## What the task asks
Every record that follows must be returned word for word.

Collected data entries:
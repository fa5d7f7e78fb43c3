#![warn(clippy::unwrap_used)]
#![warn(clippy::expect_used)]

//! # edgeflow
//!
//! An event-pipeline framework for building stateless or stateful
//! event-processing microservices at the edge. A trigger (HTTP or
//! message bus) hands each incoming event to an ordered pipeline of
//! transformation functions; the final result is delivered back through
//! the trigger. When a delivery stage fails and opts in, the in-flight
//! item is persisted and replayed later from the exact pipeline position
//! where it failed, until it succeeds or its retry budget runs out.
//!
//! ## Quick start
//!
//! ```no_run
//! use std::sync::Arc;
//! use edgeflow::{AppService, FnFunction, FunctionOutcome, Result, ServiceArgs};
//!
//! #[tokio::main]
//! async fn main() -> Result<()> {
//!     let mut service = AppService::new("my-app-service", ServiceArgs::default());
//!     service.initialize().await?;
//!
//!     service.set_functions_pipeline(vec![Arc::new(FnFunction::new(
//!         "Echo",
//!         |ctx: &mut edgeflow::Context, value: edgeflow::Value| {
//!             if let Ok(bytes) = value.coerce_bytes() {
//!                 ctx.complete(bytes);
//!             }
//!             FunctionOutcome::Done
//!         },
//!     ))])?;
//!
//!     service.run().await
//! }
//! ```
//!
//! ## Architecture
//!
//! - [`runtime`]: pipeline dispatch and the store-and-forward engine
//! - [`trigger`]: HTTP and message-bus input adapters
//! - [`function`]: the pipeline function contract and named registry
//! - [`transforms`]: built-in transforms (filters, compression,
//!   encryption, HTTP export, core-data)
//! - [`store`]: durable storage for retry items
//! - [`context`]: the per-event processing context
//! - [`service`]: the lifecycle controller
//! - [`config`]: TOML configuration, CLI arguments, env overrides
//! - [`security`]: secret provider with caching
//! - [`webserver`]: standard service routes and the trigger endpoint
//! - [`telemetry`]: CPU/memory usage sampling
//! - [`error`]: error types and the crate-wide `Result` alias

pub mod clients;
pub mod config;
pub mod context;
pub mod error;
pub mod function;
pub mod models;
pub mod runtime;
pub mod security;
pub mod service;
pub mod store;
pub mod telemetry;
pub mod transforms;
pub mod trigger;
pub mod util;
pub mod webserver;

pub use config::{ServiceArgs, ServiceConfig, StoreAndForwardConfig, WritableConfig};
pub use context::Context;
pub use error::{EdgeflowError, Result};
pub use function::{
    FnFunction, FunctionOutcome, FunctionParams, FunctionRegistry, PipelineFunction, Value,
};
pub use models::{Event, Reading};
pub use runtime::{PipelineRuntime, StoreForward};
pub use security::{SecretClient, SecretProvider};
pub use service::AppService;
pub use store::{FileStore, MemoryStore, StoreClient, StoredItem};
pub use trigger::{MessageBus, TargetType};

## Solution
repository fa5d7f7e78fb43c3
#![warn(clippy::unwrap_used)]
#![warn(clippy::expect_used)]

//! # edgeflow
//!
//! An event-pipeline framework for building stateless or stateful
//! event-processing microservices at the edge. A trigger (HTTP or
//! message bus) hands each incoming event to an ordered pipeline of
//! transformation functions; the final result is delivered back through
//! the trigger. When a delivery stage fails and opts in, the in-flight
//! item is persisted and replayed later from the exact pipeline position
//! where it failed, until it succeeds or its retry budget runs out.
//!
//! ## Quick start
//!
//! ```no_run
//! use std::sync::Arc;
//! use edgeflow::{AppService, FnFunction, FunctionOutcome, Result, ServiceArgs};
//!
//! #[tokio::main]
//! async fn main() -> Result<()> {
//!     let mut service = AppService::new("my-app-service", ServiceArgs::default());
//!     service.initialize().await?;
//!
//!     service.set_functions_pipeline(vec![Arc::new(FnFunction::new(
//!         "Echo",
//!         |ctx: &mut edgeflow::Context, value: edgeflow::Value| {
//!             if let Ok(bytes) = value.coerce_bytes() {
//!                 ctx.complete(bytes);
//!             }
//!             FunctionOutcome::Done
//!         },
//!     ))])?;
//!
//!     service.run().await
//! }
//! ```
//!
//! ## Architecture
//!
//! - [`runtime`]: pipeline dispatch and the store-and-forward engine
//! - [`trigger`]: HTTP and message-bus input adapters
//! - [`function`]: the pipeline function contract and named registry
//! - [`transforms`]: built-in transforms (filters, compression,
//!   encryption, HTTP export, core-data)
//! - [`store`]: durable storage for retry items
//! - [`context`]: the per-event processing context
//! - [`service`]: the lifecycle controller
//! - [`config`]: TOML configuration, CLI arguments, env overrides
//! - [`security`]: secret provider with caching
//! - [`webserver`]: standard service routes and the trigger endpoint
//! - [`telemetry`]: CPU/memory usage sampling
//! - [`error`]: error types and the crate-wide `Result` alias

pub mod clients;
pub mod config;
pub mod context;
pub mod error;
pub mod function;
pub mod models;
pub mod runtime;
pub mod security;
pub mod service;
pub mod store;
pub mod telemetry;
pub mod transforms;
pub mod trigger;
pub mod util;
pub mod webserver;

pub use config::{ServiceArgs, ServiceConfig, StoreAndForwardConfig, WritableConfig};
pub use context::Context;
pub use error::{EdgeflowError, Result};
pub use function::{
    FnFunction, FunctionOutcome, FunctionParams, FunctionRegistry, PipelineFunction, Value,
};
pub use models::{Event, Reading};
pub use runtime::{PipelineRuntime, StoreForward};
pub use security::{SecretClient, SecretProvider};
pub use service::AppService;
pub use store::{FileStore, MemoryStore, StoreClient, StoredItem};
pub use trigger::{MessageBus, TargetType};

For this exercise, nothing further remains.